Researchers have created an AI model that can simulate a janky version of Counter-Strike: Global Offensive (CS:GO) inside a neural network. The model, called DIAMOND (Diffusion for World Modelling), runs at 10 frames per second on a single Nvidia RTX 3090 graphics card.
The team trained DIAMOND on just 87 hours of CS:GO gameplay data. This is only 0.5% of the data used for similar projects like GameNGen. Despite the limited dataset, the model produces an impressive simulation of the game.
There are still many limitations of our model. We're sure you can find more yourself by interacting with the model.
However, we expect the world model would continue to improve by scaling up data and compute, given our dataset only amounts to 87h of gameplay.
(4/n) pic.twitter.com/EnqWiveUFL
- Eloi Alonso (@EloiAlonso1) October 11, 2024
DIAMOND was first shown for Atari games and uses a Transformer-based approach that treats player movements as "tokens," similar to words in a sentence. By predicting these tokens, the model learns to anticipate the next movement based on previous actions.
Researcher Eloi Alonso demonstrated the model's capabilities on Twitter. Videos showed players interacting with the simulated CS:GO environment using a keyboard and mouse. The simulation includes complex elements like player interactions, weapon mechanics, and environmental physics.
Limitations and glitches reveal challenges of AI simulation
The model still has some serious bugs. For example, players can jump an infinite number of times because DIAMOND doesn't take into account the Source Engine's gravity or collision detection.
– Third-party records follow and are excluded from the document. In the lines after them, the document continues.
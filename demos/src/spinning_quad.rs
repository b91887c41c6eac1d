//! A quad spinning around the view axis.
//!
//! The quad's vertex buffer, pipeline and draw call are static; only the
//! rotation changes per frame. The draw lives in a bundle recorded once per
//! frame slot, and the rotation is written into the slot's upload ring.

use std::sync::Arc;

use bytemuck::{Pod, Zeroable};

use redlilium_rhi::pipeline::{
    GraphicsPipelineDescriptor, InputElement, RootParameter, RootSignatureDescriptor,
    RootSignatureFlags, ShaderBytecode, ShaderStage, ShaderVisibility,
};
use redlilium_rhi::types::{Format, HeapType, PrimitiveTopology, VertexBufferView};
use redlilium_rhi::{
    CommandList, FrameHandler, FrameTime, GraphicsDevice, GraphicsResource, GraphicsResult,
    PipelineState, RenderContext, RootSignature,
};

/// Vertex with a 2D position and a color.
#[repr(C)]
#[derive(Debug, Clone, Copy, Pod, Zeroable)]
pub struct Vertex {
    pub position: [f32; 2],
    pub color: [f32; 3],
}

/// Two triangles covering the center of the screen.
pub const QUAD_VERTICES: [Vertex; 6] = [
    Vertex { position: [-0.5, -0.5], color: [1.0, 0.0, 0.0] },
    Vertex { position: [0.5, -0.5], color: [0.0, 1.0, 0.0] },
    Vertex { position: [0.5, 0.5], color: [0.0, 0.0, 1.0] },
    Vertex { position: [-0.5, -0.5], color: [1.0, 0.0, 0.0] },
    Vertex { position: [0.5, 0.5], color: [0.0, 0.0, 1.0] },
    Vertex { position: [-0.5, 0.5], color: [1.0, 1.0, 0.0] },
];

/// Per-frame constants, read by the vertex shader from register b0.
#[repr(C)]
#[derive(Debug, Clone, Copy, Pod, Zeroable)]
struct FrameConstants {
    /// Column-major rotation matrix.
    rotation: [f32; 16],
}

impl FrameConstants {
    fn rotation_z(angle: f32) -> Self {
        let (s, c) = angle.sin_cos();
        #[rustfmt::skip]
        let rotation = [
            c,   s,   0.0, 0.0,
            -s,  c,   0.0, 0.0,
            0.0, 0.0, 1.0, 0.0,
            0.0, 0.0, 0.0, 1.0,
        ];
        Self { rotation }
    }
}

// Precompiled shader bytecode is produced offline. The software GPU does not
// execute shaders, so the demo ships tagged placeholder blobs.
const VERTEX_SHADER: &[u8] = b"DXBC spinning_quad.vs";
const PIXEL_SHADER: &[u8] = b"DXBC spinning_quad.ps";

const CLEAR_COLOR: [f32; 4] = [0.05, 0.05, 0.08, 1.0];

/// The spinning quad scene.
pub struct SpinningQuad {
    root_signature: Arc<RootSignature>,
    pipeline: Arc<PipelineState>,
    vertices: Arc<GraphicsResource>,
    /// Radians per second.
    speed: f32,
    angle: f32,
    draws: u64,
}

impl SpinningQuad {
    /// Create the scene's GPU objects for render targets of `format`.
    ///
    /// Uploads the vertex buffer synchronously, so the GPU timeline must be
    /// running.
    pub fn new(device: &Arc<GraphicsDevice>, format: Format) -> GraphicsResult<Self> {
        let root_signature = device.create_root_signature(
            RootSignatureDescriptor::new()
                .with_label("spinning quad")
                .with_parameter(RootParameter::ConstantBufferView {
                    register: 0,
                    space: 0,
                    visibility: ShaderVisibility::Vertex,
                })
                .with_flags(RootSignatureFlags::ALLOW_INPUT_ASSEMBLER_INPUT_LAYOUT),
        )?;

        let descriptor = GraphicsPipelineDescriptor::new(
            ShaderBytecode::new(ShaderStage::Vertex, VERTEX_SHADER, "VSMain"),
            ShaderBytecode::new(ShaderStage::Pixel, PIXEL_SHADER, "PSMain"),
            format,
        )
        .with_label("spinning quad")
        .with_input_layout(vec![
            InputElement::new("POSITION", Format::R32G32Float, 0),
            InputElement::new("COLOR", Format::R32G32B32Float, 8),
        ]);
        let pipeline = device.create_graphics_pipeline(&root_signature, &descriptor)?;

        let vertices =
            device.create_buffer_with_pod(&QUAD_VERTICES, HeapType::Default, Some("quad vertices"))?;
        log::debug!("Spinning quad ready ({} vertices)", QUAD_VERTICES.len());

        Ok(Self {
            root_signature,
            pipeline,
            vertices,
            speed: std::f32::consts::FRAC_PI_2,
            angle: 0.0,
            draws: 0,
        })
    }

    /// Set the rotation speed in radians per second.
    pub fn with_speed(mut self, speed: f32) -> Self {
        self.speed = speed;
        self
    }

    pub fn pipeline(&self) -> &Arc<PipelineState> {
        &self.pipeline
    }

    /// Current rotation in radians.
    pub fn angle(&self) -> f32 {
        self.angle
    }

    /// Number of frames that drew the quad.
    pub fn draws(&self) -> u64 {
        self.draws
    }

    /// Record the static draw. Used both for bundles and inline.
    pub fn record_draw(&self, list: &mut CommandList) -> GraphicsResult<()> {
        let view: VertexBufferView = self
            .vertices
            .vertex_buffer_view(std::mem::size_of::<Vertex>() as u32)?;
        list.set_primitive_topology(PrimitiveTopology::TriangleList)?;
        list.set_vertex_buffers(0, &[view])?;
        list.draw_instanced(QUAD_VERTICES.len() as u32, 1, 0, 0)
    }
}

impl FrameHandler for SpinningQuad {
    fn update(&mut self, time: &FrameTime) -> GraphicsResult<()> {
        self.angle = (self.angle + self.speed * time.delta.as_secs_f32()) % std::f32::consts::TAU;
        Ok(())
    }

    fn render(&mut self, ctx: &mut RenderContext<'_>) -> GraphicsResult<()> {
        let rtv = ctx.presenter.render_target_view()?;
        ctx.list.clear_render_target_view(rtv, CLEAR_COLOR)?;

        let constants = ctx.upload.write_pod(&[FrameConstants::rotation_z(self.angle)])?;
        ctx.list.set_graphics_root_signature(&self.root_signature)?;
        ctx.list
            .set_graphics_root_constant_buffer_view(0, constants.gpu_address)?;

        match ctx.bundle {
            Some(bundle) => ctx.list.execute_bundle(bundle)?,
            None => self.record_draw(ctx.list)?,
        }
        self.draws += 1;

        if ctx.time.frame_index % 120 == 0 {
            log::trace!(
                "Frame {}: angle {:.3} rad",
                ctx.time.frame_index,
                self.angle
            );
        }
        Ok(())
    }
}

#[cfg(test)]
mod tests {
    use std::time::Duration;

    use redlilium_rhi::{
        DeviceConfig, FrameLoop, FrameLoopConfig, PresentationParameters, SwapChainPresenter,
    };

    use super::*;

    fn setup(with_bundles: bool) -> (Arc<GraphicsDevice>, FrameLoop, SpinningQuad) {
        let device = GraphicsDevice::new(DeviceConfig::default()).unwrap();
        let params = PresentationParameters::new(16, 16);
        let quad = SpinningQuad::new(&device, params.back_buffer_format).unwrap();
        let presenter = SwapChainPresenter::new(&device, params).unwrap();
        let frame_loop = FrameLoop::new(&device, presenter, &FrameLoopConfig::new(2))
            .unwrap()
            .with_pipeline(quad.pipeline().clone());
        if with_bundles {
            frame_loop.init_bundles(|list| quad.record_draw(list)).unwrap();
        }
        (device, frame_loop, quad)
    }

    #[test]
    fn test_rotation_matrix() {
        let identity = FrameConstants::rotation_z(0.0);
        assert_eq!(identity.rotation[0], 1.0);
        assert_eq!(identity.rotation[5], 1.0);
        assert_eq!(identity.rotation[1], 0.0);
    }

    #[test]
    fn test_angle_advances_with_time() {
        let (_device, frame_loop, quad) = setup(false);
        let mut quad = quad.with_speed(1.0);
        frame_loop
            .tick(&mut quad, Duration::from_millis(500))
            .unwrap();
        assert!((quad.angle() - 0.5).abs() < 1e-5);
    }

    #[test]
    fn test_draws_inline_and_from_bundles() {
        for with_bundles in [false, true] {
            let (device, frame_loop, mut quad) = setup(with_bundles);
            for _ in 0..4 {
                frame_loop
                    .tick(&mut quad, Duration::from_millis(16))
                    .unwrap();
            }
            frame_loop.wait_idle().unwrap();

            let stats = device.dummy_backend().unwrap().stats();
            assert_eq!(quad.draws(), 4);
            assert_eq!(stats.draw_calls, 4);
            assert_eq!(stats.bundles_executed, if with_bundles { 4 } else { 0 });
        }
    }
}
Departing from the frequently used paths seen in the training data leads to a complete collapse of the simulation.
The researchers believe scaling up data and computing power will improve the model further. They see potential for developing AI models that can navigate complex real-world environments.
DIAMOND for CS:GO was inspired by GameNGen, an AI system developed by Google Research, Google DeepMind, and Tel Aviv University. GameNGen can fully simulate parts of the classic game DOOM at over 20 frames per second on a single Google TPU chip.
The DIAMOND model is available on GitHub for those interested in exploring it further.